Non pas parce que le sujet ne m’intéresse pas, au contraire, et pas seulement parce que j’ai déjà entendu Semelin présenter son livre à Paris en 2014. Mais tout simplement parce que le soi-disant travail de recherche historique de Jacques Semelin est déformé par une obsession qu’il promène d’ouvrage en ouvrage, “La résistance civile”.

C’est une notion importante, et lorsque Semelin a proposé celle-ci vers la fin des années 1980, il a fait une contribution importante à notre connaissance de la Seconde guerre mondiale, et entre autres de la Shoah. Le problème est que Semelin, depuis cette importante découverte, ne regarde notre passé qu’à travers ce prisme, comme si c’était l’élément principal qui nous permettait de comprendre ce qui s’était passé entre 1939 et 1945.

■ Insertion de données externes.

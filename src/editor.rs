//! Editor command resolution for opening task notes.

use camino::Utf8Path;
use std::fmt;

/// Program used when `$EDITOR` is unset or blank.
pub const DEFAULT_EDITOR_PROGRAM: &str = "open";

/// A program and its arguments, ready to spawn.
#[derive(Debug, Clone, PartialEq, Eq)]
pub struct EditorCommand {
    program: String,
    args: Vec<String>,
}

impl EditorCommand {
    /// Returns the program name.
    #[must_use]
    pub fn program(&self) -> &str {
        &self.program
    }

    /// Returns the arguments, ending with the note path.
    #[must_use]
    pub fn args(&self) -> &[String] {
        &self.args
    }
}

impl fmt::Display for EditorCommand {
    fn fmt(&self, f: &mut fmt::Formatter<'_>) -> fmt::Result {
        f.write_str(&shell_escape(&self.program))?;
        for arg in &self.args {
            write!(f, " {}", shell_escape(arg))?;
        }
        Ok(())
    }
}

/// Builds the command that opens `note` in the user's editor.
///
/// `editor` is split on whitespace; the first word is the program and the
/// rest are leading arguments. Without an editor the note is opened with
/// `open -e`.
#[must_use]
pub fn resolve_editor_command(editor: Option<&str>, note: &Utf8Path) -> EditorCommand {
    let mut words = editor.unwrap_or_default().split_whitespace().map(str::to_owned);
    match words.next() {
        Some(program) => {
            let mut args: Vec<String> = words.collect();
            args.push(note.to_string());
            EditorCommand { program, args }
        }
        None => EditorCommand {
            program: DEFAULT_EDITOR_PROGRAM.to_owned(),
            args: vec!["-e".to_owned(), note.to_string()],
        },
    }
}

/// Escape a string for safe use in a POSIX shell command line.
#[must_use]
pub fn shell_escape(value: &str) -> String {
    let mut escaped = String::with_capacity(value.len() + 2);
    escaped.push('\'');
    for ch in value.chars() {
        if ch == '\'' {
            escaped.push_str("'\\''");
        } else {
            escaped.push(ch);
        }
    }
    escaped.push('\'');
    escaped
}

#[cfg(test)]
mod tests {
    use super::{resolve_editor_command, shell_escape};
    use camino::Utf8Path;
    use rstest::rstest;

    const NOTE: &str = "/notes/task_1_1.md";

    #[rstest]
    #[case(None)]
    #[case(Some(""))]
    #[case(Some("   "))]
    fn missing_editor_falls_back_to_open(#[case] editor: Option<&str>) {
        let command = resolve_editor_command(editor, Utf8Path::new(NOTE));
        assert_eq!(command.program(), "open");
        assert_eq!(command.args(), ["-e", NOTE]);
    }

    #[rstest]
    fn editor_words_become_leading_arguments() {
        let command = resolve_editor_command(Some("  code --wait  "), Utf8Path::new(NOTE));
        assert_eq!(command.program(), "code");
        assert_eq!(command.args(), ["--wait", NOTE]);
    }

    #[rstest]
    fn display_quotes_each_word() {
        let command = resolve_editor_command(Some("vim"), Utf8Path::new("/my notes/it's.md"));
        assert_eq!(command.to_string(), "'vim' '/my notes/it'\\''s.md'");
    }

    #[rstest]
    #[case("", "''")]
    #[case("a b", "'a b'")]
    #[case("it's", "'it'\\''s'")]
    #[case("éß漢", "'éß漢'")]
    fn shell_escape_quotes_values(#[case] raw: &str, #[case] expected: &str) {
        assert_eq!(shell_escape(raw), expected);
    }
}
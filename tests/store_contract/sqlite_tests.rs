//! File-backed durability and integrity checks for the `SQLite` store.

use super::helpers::{Backend, epoch, open_store, temp_db};
use diesel::connection::SimpleConnection;
use diesel::Connection;
use diesel::sqlite::SqliteConnection;
use std::sync::Arc;
use tasklink::task::{
    adapters::{memory::FixedClock, sqlite::SqliteTaskStore},
    domain::{PaneId, Session, SessionLaunch, WorkspaceName},
    ports::{TaskStore, TaskStoreError},
    services::{TaskIdentityError, TaskIdentityService},
};

#[tokio::test(flavor = "multi_thread")]
async fn records_survive_reopening_the_database() {
    let fixture = open_store(Backend::Sqlite);
    let path = fixture.db_path.clone().expect("sqlite fixture has a path");
    let task = fixture.seed_task().await;
    let alias = fixture.pre_pr_alias(&task, "o/r", "b");
    fixture.store.upsert_alias(&alias).await.expect("alias should persist");
    let session = Session::opened(
        task.id().clone(),
        SessionLaunch::new(WorkspaceName::for_task(task.id()), "/w", "codex"),
        PaneId::new(4),
        &fixture.clock,
    );
    fixture.store.upsert_session(&session).await.expect("session should persist");

    let reopened = SqliteTaskStore::open(&path).expect("store should reopen");

    assert_eq!(
        reopened.find_task_by_alias(alias.value()).await.expect("lookup"),
        Some(task.clone())
    );
    assert_eq!(reopened.find_session(task.id()).await.expect("lookup"), Some(session));
}

#[tokio::test(flavor = "multi_thread")]
async fn opening_creates_missing_parent_directories() {
    let (_dir, base) = temp_db();
    let nested = base
        .parent()
        .expect("temp db has a parent")
        .join("nested/deeper/state.db");

    SqliteTaskStore::open(&nested).expect("store should open");

    assert!(nested.exists());
}

#[tokio::test(flavor = "multi_thread")]
async fn alias_whose_task_row_vanished_is_an_integrity_error() {
    let fixture = open_store(Backend::Sqlite);
    let path = fixture.db_path.clone().expect("sqlite fixture has a path");
    let task = fixture.seed_task().await;
    let alias = fixture.pre_pr_alias(&task, "o/r", "b");
    fixture.store.upsert_alias(&alias).await.expect("alias should persist");

    let mut raw = SqliteConnection::establish(path.as_str()).expect("raw connection");
    raw.batch_execute(&format!(
        "PRAGMA foreign_keys = OFF; DELETE FROM tasks WHERE task_id = '{}';",
        task.id()
    ))
    .expect("task row should be deleted");

    let result = fixture.store.find_task_by_alias(alias.value()).await;

    assert!(matches!(result, Err(TaskStoreError::TaskNotFound(id)) if &id == task.id()));
}

#[tokio::test(flavor = "multi_thread")]
async fn concurrent_processes_converge_on_one_task() {
    let (_dir, path) = temp_db();
    let clock = Arc::new(FixedClock::new(epoch()));
    let handles: Vec<_> = (0..6)
        .map(|_| {
            let store = Arc::new(SqliteTaskStore::open(&path).expect("store should open"));
            let service = TaskIdentityService::new(store, Arc::clone(&clock));
            tokio::spawn(async move {
                service
                    .get_or_create_pre_pr_task("owner/repo", "feature/race")
                    .await
            })
        })
        .collect();

    let mut winners = Vec::new();
    for handle in handles {
        match handle.await.expect("task should join") {
            Ok(ensured) => winners.push(ensured.task),
            Err(TaskIdentityError::Store(TaskStoreError::AliasAlreadyBound { .. })) => {}
            Err(other) => panic!("unexpected error: {other}"),
        }
    }

    let store = SqliteTaskStore::open(&path).expect("store should reopen");
    let tasks = store.list_tasks().await.expect("tasks should list");
    assert_eq!(tasks.len(), 1, "lost races must not leave orphan tasks");
    let survivor = tasks.first().expect("one task");
    assert!(!winners.is_empty());
    assert!(winners.iter().all(|task| task == survivor));
}
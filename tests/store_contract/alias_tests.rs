//! Alias binding and lookup contract.

use super::helpers::{Backend, open_store};
use chrono::TimeDelta;
use rstest::rstest;
use tasklink::task::{
    domain::{AliasValue, PullRequestNumber, RepositoryName, Task, TaskAlias},
    ports::TaskStoreError,
};

#[rstest]
#[case::memory(Backend::Memory)]
#[case::sqlite(Backend::Sqlite)]
#[tokio::test(flavor = "multi_thread")]
async fn task_created_with_alias_resolves_through_it(#[case] backend: Backend) {
    let fixture = open_store(backend);
    let task = Task::allocate(&fixture.clock);
    let alias = fixture.pre_pr_alias(&task, "Owner/Repo", "feature/x");

    fixture
        .store
        .create_task_with_alias(&task, &alias)
        .await
        .expect("task and alias should persist");

    let found = fixture
        .store
        .find_task_by_alias(alias.value())
        .await
        .expect("lookup should succeed");
    let stored_alias = fixture
        .store
        .find_alias(alias.value())
        .await
        .expect("lookup should succeed");
    assert_eq!(found, Some(task));
    assert_eq!(stored_alias, Some(alias));
}

#[rstest]
#[case::memory(Backend::Memory)]
#[case::sqlite(Backend::Sqlite)]
#[tokio::test(flavor = "multi_thread")]
async fn creating_with_a_bound_alias_writes_nothing(#[case] backend: Backend) {
    let fixture = open_store(backend);
    let winner = Task::allocate(&fixture.clock);
    let loser = Task::allocate(&fixture.clock);
    fixture
        .store
        .create_task_with_alias(&winner, &fixture.pre_pr_alias(&winner, "o/r", "b"))
        .await
        .expect("first binding should persist");

    let result = fixture
        .store
        .create_task_with_alias(&loser, &fixture.pre_pr_alias(&loser, "o/r", "b"))
        .await;

    match result {
        Err(TaskStoreError::AliasAlreadyBound { bound_to, requested, .. }) => {
            assert_eq!(&bound_to, winner.id());
            assert_eq!(&requested, loser.id());
        }
        other => panic!("expected alias conflict, got {other:?}"),
    }
    let orphan = fixture
        .store
        .find_task(loser.id())
        .await
        .expect("lookup should succeed");
    assert_eq!(orphan, None);
}

#[rstest]
#[case::memory(Backend::Memory)]
#[case::sqlite(Backend::Sqlite)]
#[tokio::test(flavor = "multi_thread")]
async fn duplicate_task_ids_are_rejected(#[case] backend: Backend) {
    let fixture = open_store(backend);
    let task = fixture.seed_task().await;

    let result = fixture.store.create_task(&task).await;

    assert!(matches!(result, Err(TaskStoreError::DuplicateTask(id)) if &id == task.id()));
}

#[rstest]
#[case::memory(Backend::Memory)]
#[case::sqlite(Backend::Sqlite)]
#[tokio::test(flavor = "multi_thread")]
async fn upserting_an_alias_onto_another_task_conflicts(#[case] backend: Backend) {
    let fixture = open_store(backend);
    let first = fixture.seed_task().await;
    let second = fixture.seed_task().await;
    fixture
        .store
        .upsert_alias(&fixture.pre_pr_alias(&first, "o/r", "b"))
        .await
        .expect("first binding should persist");

    let result = fixture
        .store
        .upsert_alias(&fixture.pre_pr_alias(&second, "o/r", "b"))
        .await;

    assert!(matches!(result, Err(TaskStoreError::AliasAlreadyBound { .. })));
}

#[rstest]
#[case::memory(Backend::Memory)]
#[case::sqlite(Backend::Sqlite)]
#[tokio::test(flavor = "multi_thread")]
async fn re_upserting_refreshes_metadata_but_keeps_creation_time(#[case] backend: Backend) {
    let fixture = open_store(backend);
    let task = fixture.seed_task().await;
    let repository = RepositoryName::new("o/r").expect("valid repository");
    let number = PullRequestNumber::new(8).expect("valid number");
    let original = TaskAlias::pull_request(
        task.id().clone(),
        repository.clone(),
        None,
        number,
        &fixture.clock,
    );
    fixture.store.upsert_alias(&original).await.expect("alias should persist");
    fixture.clock.advance(TimeDelta::minutes(3));

    let refreshed = fixture.pre_pr_alias(&task, "o/r", "feature/late");
    let with_branch = TaskAlias::pull_request(
        task.id().clone(),
        repository,
        refreshed.branch().cloned(),
        number,
        &fixture.clock,
    );
    fixture.store.upsert_alias(&with_branch).await.expect("alias should refresh");

    let stored = fixture
        .store
        .find_alias(original.value())
        .await
        .expect("lookup should succeed")
        .expect("alias should exist");
    assert_eq!(stored.created_at(), original.created_at());
    assert_eq!(stored.updated_at(), with_branch.updated_at());
    assert_eq!(stored.branch().map(|branch| branch.as_str()), Some("feature/late"));
}

#[rstest]
#[case::memory(Backend::Memory)]
#[case::sqlite(Backend::Sqlite)]
#[tokio::test(flavor = "multi_thread")]
async fn aliases_require_an_existing_task(#[case] backend: Backend) {
    let fixture = open_store(backend);
    let ghost = Task::allocate(&fixture.clock);

    let result = fixture
        .store
        .upsert_alias(&fixture.pre_pr_alias(&ghost, "o/r", "b"))
        .await;

    assert!(matches!(result, Err(TaskStoreError::TaskNotFound(id)) if &id == ghost.id()));
}

#[rstest]
#[case::memory(Backend::Memory)]
#[case::sqlite(Backend::Sqlite)]
#[tokio::test(flavor = "multi_thread")]
async fn unknown_aliases_resolve_to_nothing(#[case] backend: Backend) {
    let fixture = open_store(backend);
    let unknown = AliasValue::from_persisted("pr:o/r#404");

    let task = fixture
        .store
        .find_task_by_alias(&unknown)
        .await
        .expect("lookup should succeed");
    let alias = fixture
        .store
        .find_alias(&unknown)
        .await
        .expect("lookup should succeed");

    assert_eq!(task, None);
    assert_eq!(alias, None);
}
//! Application services for task identity, sessions and reporting.

mod identity;
mod report;
mod session;

pub use identity::{
    EnsuredTask, LinkStatus, LinkedTask, TaskIdentityError, TaskIdentityResult,
    TaskIdentityService, TaskSelector,
};
pub use report::{Dashboard, DashboardGroups, ReportService, TaskOverview, merge_task_overviews};
pub use session::{
    CloseOutcome, OpenAction, OpenSessionRequest, OpenedSession, ReconcileReport, SessionError,
    SessionResult, SessionService, SessionStatusChange,
};
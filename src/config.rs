//! Runtime settings resolved from flags, environment and platform defaults.

use crate::task::adapters::wezterm::DEFAULT_WEZTERM_PROGRAM;
use camino::{Utf8Path, Utf8PathBuf};
use clap::Args;
use std::time::Duration;

/// Directory name used under the platform data directory.
pub const APP_DIR_NAME: &str = "tasklink";

/// Relative directory used when no platform data directory is known.
pub const FALLBACK_DIR: &str = ".tasklink";

/// Seconds a multiplexer command may run before it is killed.
pub const DEFAULT_TIMEOUT_SECS: u64 = 10;

/// Settings shared by every subcommand.
#[derive(Debug, Clone, Default, PartialEq, Eq, Args)]
pub struct GlobalArgs {
    /// Path to the `SQLite` database.
    #[arg(long = "db", env = "TASKLINK_DB", global = true, value_name = "PATH")]
    pub db_path: Option<Utf8PathBuf>,

    /// Directory holding task notes.
    #[arg(long, env = "TASKLINK_NOTES_DIR", global = true, value_name = "PATH")]
    pub notes_dir: Option<Utf8PathBuf>,

    /// `WezTerm` executable.
    #[arg(long, env = "TASKLINK_WEZTERM", global = true, value_name = "PROGRAM")]
    pub wezterm: Option<String>,

    /// Timeout for each multiplexer command, in seconds.
    #[arg(long, env = "TASKLINK_TIMEOUT_SECS", global = true, value_name = "SECS")]
    pub timeout_secs: Option<u64>,
}

/// Fully resolved settings.
#[derive(Debug, Clone, PartialEq, Eq)]
pub struct Settings {
    /// Path to the `SQLite` database.
    pub db_path: Utf8PathBuf,
    /// Directory holding task notes.
    pub notes_dir: Utf8PathBuf,
    /// `WezTerm` executable.
    pub wezterm_program: String,
    /// Timeout for each multiplexer command.
    pub command_timeout: Duration,
}

impl Settings {
    /// Fills unset arguments from defaults rooted at `data_dir`.
    #[must_use]
    pub fn resolve_with(args: GlobalArgs, data_dir: &Utf8Path) -> Self {
        Self {
            db_path: args.db_path.unwrap_or_else(|| data_dir.join("state.db")),
            notes_dir: args.notes_dir.unwrap_or_else(|| data_dir.join("notes")),
            wezterm_program: args
                .wezterm
                .filter(|program| !program.trim().is_empty())
                .unwrap_or_else(|| DEFAULT_WEZTERM_PROGRAM.to_owned()),
            command_timeout: Duration::from_secs(
                args.timeout_secs.unwrap_or(DEFAULT_TIMEOUT_SECS),
            ),
        }
    }

    /// Fills unset arguments from the platform defaults.
    #[must_use]
    pub fn resolve(args: GlobalArgs) -> Self {
        Self::resolve_with(args, &default_data_dir())
    }
}

/// Returns the platform data directory for this tool, or [`FALLBACK_DIR`]
/// when none is known or it is not valid UTF-8.
#[must_use]
pub fn default_data_dir() -> Utf8PathBuf {
    dirs::data_dir()
        .and_then(|dir| Utf8PathBuf::from_path_buf(dir).ok())
        .map_or_else(|| Utf8PathBuf::from(FALLBACK_DIR), |dir| dir.join(APP_DIR_NAME))
}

[quote]Il repose sur une extrapolation tirée de manière non scientifique de quelques témoignages[/quote]

Je ne suis pas souvent d’accord avec l’historien américain Robert Paxton, on le sait. Mais dans la recension qu’il a consacré à l’ouvrage de Semelin dans la “New York Review of Books” en mars 2014, celui-ci a mis le doigt sur les défauts importants de l’ouvrage : non seulement il repose sur une extrapolation tirée de manière non scientifique de quelques témoignages, mais de plus nulle part il n’est effectué de comparaisons qui démontreraient que l’attitude des Français à cette époque aurait été différente, en bien comme en mal, de l’attitude des autres populations des différents pays européens.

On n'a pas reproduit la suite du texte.